Robert Johnson, PhD
I am an aquatic ecologist broadly interested in understanding how food web interactions drive ecosystem function. We live in a dynamic world, where changing climatic and local environmental conditions can affect species populations and distributions (thereby affecting food web interactions), which in turn affect ecosystem functions. My research spans both marine and freshwater ecosystems with a focus on carbon dynamics. I use a combination of comparative studies and manipulative experiments to understand how metabolism/decomposition and physical processes affect carbon fluxes and storage in aquatic ecosystems and the roles that animals play in regulating these processes.

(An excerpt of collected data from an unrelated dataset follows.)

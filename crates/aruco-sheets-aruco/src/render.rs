//! Marker bitmap synthesis.

use crate::{ArucoError, Dictionary};
use image::{GrayImage, Luma};

/// Render marker `id` of `dict` as a `side_px × side_px` raster.
///
/// The marker is a grid of `marker_size + 2 * border_bits` cells: a black
/// border of `border_bits` cells around the inner bits (white for 1, black
/// for 0). The cell grid is scaled to `side_px` with nearest-neighbour
/// sampling, so `side_px` need not be a multiple of the cell count.
pub fn render_marker(
    dict: &Dictionary,
    id: u32,
    side_px: usize,
    border_bits: usize,
) -> Result<GrayImage, ArucoError> {
    let code = dict.code(id)?;
    let n = dict.marker_size;
    let cells = n + 2 * border_bits;
    if side_px < cells {
        return Err(ArucoError::InvalidSize { side_px, cells });
    }

    let cell_of = |px: usize| px * cells / side_px;
    let is_white = |cx: usize, cy: usize| {
        let inner = border_bits..border_bits + n;
        if !inner.contains(&cx) || !inner.contains(&cy) {
            return false;
        }
        let idx = (cy - border_bits) * n + (cx - border_bits);
        (code >> idx) & 1 == 1
    };

    let side = side_px as u32;
    Ok(GrayImage::from_fn(side, side, |x, y| {
        if is_white(cell_of(x as usize), cell_of(y as usize)) {
            Luma([255])
        } else {
            Luma([0])
        }
    }))
}
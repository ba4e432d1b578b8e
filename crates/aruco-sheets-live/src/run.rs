//! The cancellable detection loop.

use crate::{
    draw_detections, DetectorParams, FrameSink, FrameSource, LiveError, MarkerDetector,
};
use aruco_sheets_aruco::PredefinedDictionary;
use serde::{Deserialize, Serialize};
use std::time::Duration;

#[cfg(feature = "tracing")]
use tracing::instrument;

/// Key code of Escape as reported by HighGUI.
pub const ESC_KEY: i32 = 27;

/// Live loop settings.
#[derive(Clone, Debug, PartialEq, Serialize, Deserialize)]
#[serde(default)]
pub struct LiveConfig {
    pub dictionary: PredefinedDictionary,
    /// Key that stops the loop.
    pub cancel_key: i32,
    /// How long the sink waits for a key after each frame.
    pub frame_interval_ms: u64,
    pub detector: DetectorParams,
}

impl Default for LiveConfig {
    fn default() -> Self {
        Self {
            dictionary: PredefinedDictionary::Dict4x4_50,
            cancel_key: ESC_KEY,
            frame_interval_ms: 10,
            detector: DetectorParams::default(),
        }
    }
}

impl LiveConfig {
    pub fn frame_interval(&self) -> Duration {
        Duration::from_millis(self.frame_interval_ms)
    }

    pub fn build_detector(&self) -> Result<MarkerDetector, LiveError> {
        MarkerDetector::new(self.dictionary.dictionary(), self.detector.clone())
    }
}

/// Why the loop ended.
#[derive(Clone, Copy, Debug, PartialEq, Eq)]
pub enum StopReason {
    /// The cancel key was pressed.
    Cancelled,
    /// The frame source ran dry.
    Exhausted,
}

/// Totals of one live run.
#[derive(Clone, Copy, Debug, PartialEq, Eq)]
pub struct LiveSummary {
    pub frames: usize,
    pub detections: usize,
    pub stop: StopReason,
}

/// Pull frames until the source ends or the cancel key is pressed.
///
/// Each frame is searched for markers, the ids and corners are logged, the
/// detections are drawn onto the frame and the result is shown. A source
/// error ends the loop with that error.
#[cfg_attr(feature = "tracing", instrument(level = "info", skip_all))]
pub fn run_live<S, K>(
    frames: S,
    detector: &MarkerDetector,
    sink: &mut K,
    config: &LiveConfig,
) -> Result<LiveSummary, LiveError>
where
    S: FrameSource,
    K: FrameSink + ?Sized,
{
    let mut summary = LiveSummary {
        frames: 0,
        detections: 0,
        stop: StopReason::Exhausted,
    };

    for frame in frames {
        let mut frame = frame?;
        let detections = detector.detect_rgb(&frame);
        for det in &detections {
            let c = &det.corners;
            log::info!(
                "frame {}: id {} corners [({:.1}, {:.1}), ({:.1}, {:.1}), ({:.1}, {:.1}), ({:.1}, {:.1})]",
                summary.frames,
                det.id,
                c[0].x,
                c[0].y,
                c[1].x,
                c[1].y,
                c[2].x,
                c[2].y,
                c[3].x,
                c[3].y
            );
        }

        draw_detections(&mut frame, &detections);
        sink.show(&frame)?;
        summary.frames += 1;
        summary.detections += detections.len();

        if sink.wait_key(config.frame_interval())? == Some(config.cancel_key) {
            summary.stop = StopReason::Cancelled;
            break;
        }
    }

    log::info!(
        "live loop stopped ({:?}) after {} frame(s), {} detection(s)",
        summary.stop,
        summary.frames,
        summary.detections
    );
    Ok(summary)
}
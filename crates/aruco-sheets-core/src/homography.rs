//! Projective maps between quadrilaterals.
//!
//! A 4-point homography is built from two closed-form unit-square-to-quad
//! maps, `H = Q_dst * Q_src^-1`, which is exact for four correspondences and
//! needs no linear solve.

use nalgebra::{Matrix3, Point2, Vector3};

const DEGENERATE_EPS: f64 = 1e-12;

/// Planar projective transform `dst ~ H * src`.
#[derive(Clone, Copy, Debug, PartialEq)]
pub struct Homography {
    pub h: Matrix3<f64>,
}

impl Homography {
    pub fn new(h: Matrix3<f64>) -> Self {
        Self { h }
    }

    #[inline]
    pub fn apply(&self, p: Point2<f32>) -> Point2<f32> {
        let v = self.h * Vector3::new(p.x as f64, p.y as f64, 1.0);
        Point2::new((v.x / v.z) as f32, (v.y / v.z) as f32)
    }
}

/// Map the unit square `(0,0) (1,0) (1,1) (0,1)` onto `quad` (same order).
///
/// `None` when three or more corners are collinear.
fn unit_square_to_quad(quad: &[Point2<f32>; 4]) -> Option<Matrix3<f64>> {
    let [p0, p1, p2, p3] = quad.map(|p| (p.x as f64, p.y as f64));

    let sx = p0.0 - p1.0 + p2.0 - p3.0;
    let sy = p0.1 - p1.1 + p2.1 - p3.1;

    let m = if sx.abs() < DEGENERATE_EPS && sy.abs() < DEGENERATE_EPS {
        // Parallelogram: affine.
        Matrix3::new(
            p1.0 - p0.0, p2.0 - p1.0, p0.0, //
            p1.1 - p0.1, p2.1 - p1.1, p0.1, //
            0.0, 0.0, 1.0,
        )
    } else {
        let (dx1, dy1) = (p1.0 - p2.0, p1.1 - p2.1);
        let (dx2, dy2) = (p3.0 - p2.0, p3.1 - p2.1);
        let den = dx1 * dy2 - dx2 * dy1;
        if den.abs() < DEGENERATE_EPS {
            return None;
        }
        let g = (sx * dy2 - dx2 * sy) / den;
        let h = (dx1 * sy - sx * dy1) / den;
        Matrix3::new(
            p1.0 - p0.0 + g * p1.0, p3.0 - p0.0 + h * p3.0, p0.0, //
            p1.1 - p0.1 + g * p1.1, p3.1 - p0.1 + h * p3.1, p0.1, //
            g, h, 1.0,
        )
    };

    (m.determinant().abs() > DEGENERATE_EPS).then_some(m)
}

/// Homography taking each `src[k]` to `dst[k]`.
///
/// Both quads must list their corners in the same cyclic order. Returns
/// `None` for degenerate (collinear) configurations.
pub fn homography_from_4pt(src: &[Point2<f32>; 4], dst: &[Point2<f32>; 4]) -> Option<Homography> {
    let to_src = unit_square_to_quad(src)?;
    let to_dst = unit_square_to_quad(dst)?;
    let h = to_dst * to_src.try_inverse()?;
    let s = h[(2, 2)];
    if s.abs() < DEGENERATE_EPS {
        return None;
    }
    Some(Homography::new(h / s))
}
//! Greedy row-major packing of equally sized markers onto pages.

use crate::SheetError;
use serde::{Deserialize, Serialize};

/// Slack for millimetre comparisons, so an exact fit never wraps.
const FIT_EPS_MM: f64 = 1e-6;

/// Page size and uniform margin, in millimetres.
#[derive(Clone, Copy, Debug, PartialEq, Serialize, Deserialize)]
#[serde(default)]
pub struct PageGeometry {
    pub width_mm: f64,
    pub height_mm: f64,
    pub margin_mm: f64,
}

impl PageGeometry {
    /// A4 portrait with a 15 mm margin.
    pub const fn a4() -> Self {
        Self {
            width_mm: 210.0,
            height_mm: 297.0,
            margin_mm: 15.0,
        }
    }

    pub fn printable_width(&self) -> f64 {
        self.width_mm - 2.0 * self.margin_mm
    }

    pub fn printable_height(&self) -> f64 {
        self.height_mm - 2.0 * self.margin_mm
    }

    fn right_edge(&self) -> f64 {
        self.width_mm - self.margin_mm
    }

    fn bottom_edge(&self) -> f64 {
        self.height_mm - self.margin_mm
    }

    fn validate(&self) -> Result<(), SheetError> {
        let ok = [self.width_mm, self.height_mm, self.margin_mm]
            .iter()
            .all(|v| v.is_finite())
            && self.margin_mm >= 0.0
            && self.printable_width() > 0.0
            && self.printable_height() > 0.0;
        if ok {
            Ok(())
        } else {
            Err(SheetError::InvalidGeometry)
        }
    }
}

impl Default for PageGeometry {
    fn default() -> Self {
        Self::a4()
    }
}

/// Top-left corner of the next free slot on the current page.
///
/// Cursors are plain values: every step returns a new cursor.
#[derive(Clone, Copy, Debug, PartialEq)]
pub struct LayoutCursor {
    pub x_mm: f64,
    pub y_mm: f64,
}

impl LayoutCursor {
    /// Top-left corner of the printable area.
    pub fn origin(geometry: &PageGeometry) -> Self {
        Self {
            x_mm: geometry.margin_mm,
            y_mm: geometry.margin_mm,
        }
    }

    /// Next slot in the same row.
    pub fn advance(self, size_mm: f64) -> Self {
        Self {
            x_mm: self.x_mm + size_mm,
            ..self
        }
    }

    /// First slot of the next row.
    pub fn wrap_row(self, size_mm: f64, geometry: &PageGeometry) -> Self {
        Self {
            x_mm: geometry.margin_mm,
            y_mm: self.y_mm + size_mm,
        }
    }

    /// First slot of a fresh page.
    pub fn new_page(self, geometry: &PageGeometry) -> Self {
        Self::origin(geometry)
    }

    fn overflows_row(&self, size_mm: f64, geometry: &PageGeometry) -> bool {
        self.x_mm + size_mm > geometry.right_edge() + FIT_EPS_MM
    }

    fn overflows_page(&self, size_mm: f64, geometry: &PageGeometry) -> bool {
        self.y_mm + size_mm > geometry.bottom_edge() + FIT_EPS_MM
    }
}

/// Where one request lands.
#[derive(Clone, Copy, Debug, PartialEq, Serialize, Deserialize)]
pub struct Placement {
    pub page: usize,
    pub x_mm: f64,
    pub y_mm: f64,
    pub size_mm: f64,
    /// Index into the request list.
    pub request_index: usize,
}

/// Result of [`layout_sheet`]: placements grouped per page, in order.
#[derive(Clone, Debug, PartialEq, Serialize, Deserialize)]
pub struct SheetLayout {
    pub geometry: PageGeometry,
    pub size_mm: f64,
    pub pages: Vec<Vec<Placement>>,
}

impl SheetLayout {
    pub fn page_count(&self) -> usize {
        self.pages.len()
    }

    /// All placements in request order.
    pub fn placements(&self) -> impl Iterator<Item = &Placement> {
        self.pages.iter().flatten()
    }
}

/// Pack `count` markers of `size_mm` onto pages of `geometry`.
///
/// Row overflow is checked before page overflow: a marker that does not fit
/// to the right wraps to the next row, and if that row does not fit either
/// it starts a new page. At least one page is always produced.
pub fn layout_sheet(
    count: usize,
    size_mm: f64,
    geometry: &PageGeometry,
) -> Result<SheetLayout, SheetError> {
    geometry.validate()?;
    if !size_mm.is_finite() || size_mm <= 0.0 {
        return Err(SheetError::InvalidSize { size_mm });
    }
    if size_mm > geometry.printable_width() + FIT_EPS_MM
        || size_mm > geometry.printable_height() + FIT_EPS_MM
    {
        return Err(SheetError::MarkerTooLarge {
            size_mm,
            printable_width_mm: geometry.printable_width(),
            printable_height_mm: geometry.printable_height(),
        });
    }

    let mut pages = vec![Vec::new()];
    let mut cursor = LayoutCursor::origin(geometry);
    for request_index in 0..count {
        if cursor.overflows_row(size_mm, geometry) {
            cursor = cursor.wrap_row(size_mm, geometry);
        }
        if cursor.overflows_page(size_mm, geometry) {
            cursor = cursor.new_page(geometry);
            pages.push(Vec::new());
        }
        let page = pages.len() - 1;
        pages[page].push(Placement {
            page,
            x_mm: cursor.x_mm,
            y_mm: cursor.y_mm,
            size_mm,
            request_index,
        });
        cursor = cursor.advance(size_mm);
    }

    log::debug!(
        "laid out {count} markers of {size_mm} mm on {} page(s)",
        pages.len()
    );
    Ok(SheetLayout {
        geometry: *geometry,
        size_mm,
        pages,
    })
}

Currently, I am a postdoctoral researcher in the Department of Ecology, Evolution, and Organismal Biology at Iowa State University. I recently earned my PhD from the University of Florida in the Archie Carr Center for Sea Turtle Research and Department of Biology. During my dissertation I studied the effects of green turtle grazing on carbon dynamics and community composition within Caribbean seagrass meadows.
Prior to my PhD, I worked in the Aquatic Ecosystem Ecology lab in the Department of Environment Sciences at the University of Virginia where we studied carbon dynamics, energy flow, and ecosystem regime shifts in lakes. As an undergraduate at the University of Wisconsin-Madison, I worked in the River Ecology Lab in the Center for Limnology studying nutrient cycling in streams.